Celebrating the innovation, resilience and perseverance of small business owners is what Small Business Week is all about — this year more than ever. Faced with crushing challenges as a result of the pandemic, small businesses had to reinvent themselves almost overnight.
Just about every Thumbtack pro we’ve talked to in the last few months had to ask themselves the same question: how do I make sure my business survives so I don’t have to work for anybody else again? Here’s how three pros answered that question.
Create new product offerings and services
After leaving her corporate job at a rooftop bar a year ago, Tannaz Kalhor took a leap of faith and started a luxury mobile bartending service, Curly Bartender LLC. What started as a one-woman operation quickly grew to 15 on-call bartenders and servers with a packed calendar of events scheduled. Then shelter in place hit and everything was cancelled.
For three months, she had no events and sitting still with nothing to do was hard. That’s when she came up with Boozy Brunch Baskets — personalized for any celebration, from birthdays to new home purchases. Delivered to the recipient’s house, the baskets gave people a way to celebrate life’s big moments when they couldn’t do it in person.
“Running my own business is the best thing I’ve ever done — even during COVID. So many wonderful people ordered baskets — this really was a blessing to be able to connect friends and families in this way.”
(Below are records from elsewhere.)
//! Azure OpenAI chat-completion client.
//!
//! The prompt is wrapped as a single user turn after a fixed system
//! instruction. Sampling is pinned (temperature 0, top-p 1, bounded
//! output) so pipeline generation stays reproducible.

use async_trait::async_trait;
use serde::{Deserialize, Serialize};

use super::{LlmClient, LlmError};
use crate::config::Settings;

const SYSTEM_INSTRUCTION: &str = "You are a helpful assistant.";
const MAX_TOKENS: u32 = 2048;
const TEMPERATURE: f32 = 0.0;
const TOP_P: f32 = 1.0;

#[derive(Debug)]
pub struct AzureChatClient {
    endpoint: String,
    api_version: String,
    model: String,
    api_key: String,
    client: reqwest::Client,
}

impl AzureChatClient {
    /// Build from settings; every Azure field is required.
    pub fn from_settings(settings: &Settings) -> Result<Self, LlmError> {
        let endpoint = settings
            .azure_endpoint
            .clone()
            .ok_or(LlmError::MissingConfig("AZURE_OPENAI_ENDPOINT"))?;
        let api_version = settings
            .azure_api_version
            .clone()
            .ok_or(LlmError::MissingConfig("AZURE_OPENAI_VERSION"))?;
        let model = settings
            .azure_model
            .clone()
            .ok_or(LlmError::MissingConfig("AZURE_OPENAI_MODEL"))?;
        let api_key = settings
            .azure_api_key
            .clone()
            .ok_or(LlmError::MissingConfig("AZURE_OPENAI_API_KEY"))?;

        Ok(Self {
            endpoint: endpoint.trim_end_matches('/').to_string(),
            api_version,
            model,
            api_key,
            client: reqwest::Client::new(),
        })
    }

    fn completions_url(&self) -> String {
        format!(
            "{}/openai/deployments/{}/chat/completions?api-version={}",
            self.endpoint, self.model, self.api_version
        )
    }
}

#[derive(Serialize)]
struct ChatMessage<'a> {
    role: &'a str,
    content: &'a str,
}

#[derive(Serialize)]
struct ChatRequest<'a> {
    messages: [ChatMessage<'a>; 2],
    max_tokens: u32,
    temperature: f32,
    top_p: f32,
}

impl<'a> ChatRequest<'a> {
    fn for_prompt(prompt: &'a str) -> Self {
        Self {
            messages: [
                ChatMessage {
                    role: "system",
                    content: SYSTEM_INSTRUCTION,
                },
                ChatMessage {
                    role: "user",
                    content: prompt,
                },
            ],
            max_tokens: MAX_TOKENS,
            temperature: TEMPERATURE,
            top_p: TOP_P,
        }
    }
}

#[derive(Deserialize)]
struct ChatResponse {
    choices: Vec<ChatChoice>,
}

#[derive(Deserialize)]
struct ChatChoice {
    message: ChatResponseMessage,
}

#[derive(Deserialize)]
struct ChatResponseMessage {
    #[serde(default)]
    content: String,
}

#[async_trait]
impl LlmClient for AzureChatClient {
    async fn generate(&self, prompt: &str) -> Result<String, LlmError> {
        let response = self
            .client
            .post(self.completions_url())
            .header("api-key", &self.api_key)
            .json(&ChatRequest::for_prompt(prompt))
            .send()
            .await
            .map_err(|e| {
                if e.is_connect() {
                    LlmError::Connection(self.endpoint.clone())
                } else {
                    LlmError::HttpClient(e.to_string())
                }
            })?;

        let status = response.status();
        if !status.is_success() {
            let body = response.text().await.unwrap_or_default();
            return Err(LlmError::Endpoint {
                status: status.as_u16(),
                body,
            });
        }

        let parsed: ChatResponse = response
            .json()
            .await
            .map_err(|e| LlmError::ResponseParsing(e.to_string()))?;

        parsed
            .choices
            .into_iter()
            .next()
            .map(|choice| choice.message.content)
            .ok_or_else(|| LlmError::ResponseParsing("response contained no choices".into()))
    }
}

#[cfg(test)]
mod tests {
    use super::*;

    fn azure_settings() -> Settings {
        Settings {
            llm_backend: "azure".into(),
            azure_endpoint: Some("https://example.openai.azure.com/".into()),
            azure_api_version: Some("2024-02-01".into()),
            azure_model: Some("gpt-4o".into()),
            azure_api_key: Some("secret".into()),
            ..Settings::default()
        }
    }

    #[test]
    fn completions_url_includes_deployment_and_version() {
        let client = AzureChatClient::from_settings(&azure_settings()).unwrap();
        assert_eq!(
            client.completions_url(),
            "https://example.openai.azure.com/openai/deployments/gpt-4o/chat/completions?api-version=2024-02-01"
        );
    }

    #[test]
    fn missing_endpoint_is_rejected() {
        let mut settings = azure_settings();
        settings.azure_endpoint = None;
        let err = AzureChatClient::from_settings(&settings).unwrap_err();
        assert!(matches!(err, LlmError::MissingConfig("AZURE_OPENAI_ENDPOINT")));
    }

    #[test]
    fn missing_api_key_is_rejected() {
        let mut settings = azure_settings();
        settings.azure_api_key = None;
        let err = AzureChatClient::from_settings(&settings).unwrap_err();
        assert!(matches!(err, LlmError::MissingConfig("AZURE_OPENAI_API_KEY")));
    }

    #[test]
    fn request_pins_sampling_parameters() {
        let body = serde_json::to_value(ChatRequest::for_prompt("build a pipeline")).unwrap();
        assert_eq!(body["max_tokens"], 2048);
        assert_eq!(body["temperature"], 0.0);
        assert_eq!(body["top_p"], 1.0);
        assert_eq!(body["messages"][0]["role"], "system");
        assert_eq!(body["messages"][0]["content"], SYSTEM_INSTRUCTION);
        assert_eq!(body["messages"][1]["role"], "user");
        assert_eq!(body["messages"][1]["content"], "build a pipeline");
    }

    #[test]
    fn response_parses_first_choice() {
        let parsed: ChatResponse = serde_json::from_str(
            r#"{"choices": [{"message": {"role": "assistant", "content": "[]"}}]}"#,
        )
        .unwrap();
        assert_eq!(parsed.choices[0].message.content, "[]");
    }
}
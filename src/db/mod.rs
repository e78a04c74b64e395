pub mod mongo;

pub use mongo::*;

use thiserror::Error;

#[derive(Error, Debug)]
pub enum StoreError {
    #[error("MongoDB error: {0}")]
    Driver(#[from] mongodb::error::Error),

    #[error("Connection string has no default database")]
    NoDefaultDatabase,

    #[error("BSON conversion error: {0}")]
    Conversion(String),
}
Move classes online to reach more students
Before the pandemic struck, Vaughn Chung taught 35 music lessons a week — all in person at his students’ homes or in his studio. Learning how to adapt to remote lessons was the only way he was going to keep his business going — one he’d built on his own after dropping out of college to pursue his passion for music.
“Starting my own business was an opportunity I had to take. I’d never taught online lessons before, but I knew I had to make it work — I never wanted to work for anybody else again.”
Vaughn’s list of students has grown 350% since March — he now has 73 music lessons a week and has even hired five teachers to expand his guitar, voice and piano lessons. The diversity of his students has been one of the most fascinating aspects of moving to an online model — from healthcare professionals needing a therapeutic diversion to college students at top music programs in need of additional personal instruction.
Go above and beyond for customers
Pre-COVID, Patryk Gawlak had a thriving family-owned residential cleaning business, with more than half of his income coming from vacation rental properties. When travel stopped and the cancellations started rolling in, his vacation property clients dropped nearly to zero almost overnight. To keep the other side of his business going, he quickly made adjustments to help his cleaners and customers feel safe and secure.
“Some of my regular clients were afraid to have people outside their family coming into the house. We offered additional deep-clean sanitizing services to help them feel at ease — high-touch areas, doorknobs, light switches — wore personal protective gear during cleanings and disinfected all cleaning equipment between jobs.”
While travel has picked up in Arizona, it’s nowhere near where it was — so Patryk continues to find ways to expand. Some of his latest clients include commercial properties getting set to reopen and apartment complexes that want to make sure everything is properly sanitized for their residents.
“It’s so important to support local businesses right now — it’s going to take time for things to pick up.”
What it means to think like a local
Small businesses are the very lifeblood of our communities — with more than half of all Americans either owning or working for one. At a time when we are all staying closer to home, it’s crucial that we come together in support of these local entrepreneurs — by investing in their success we are ensuring our own.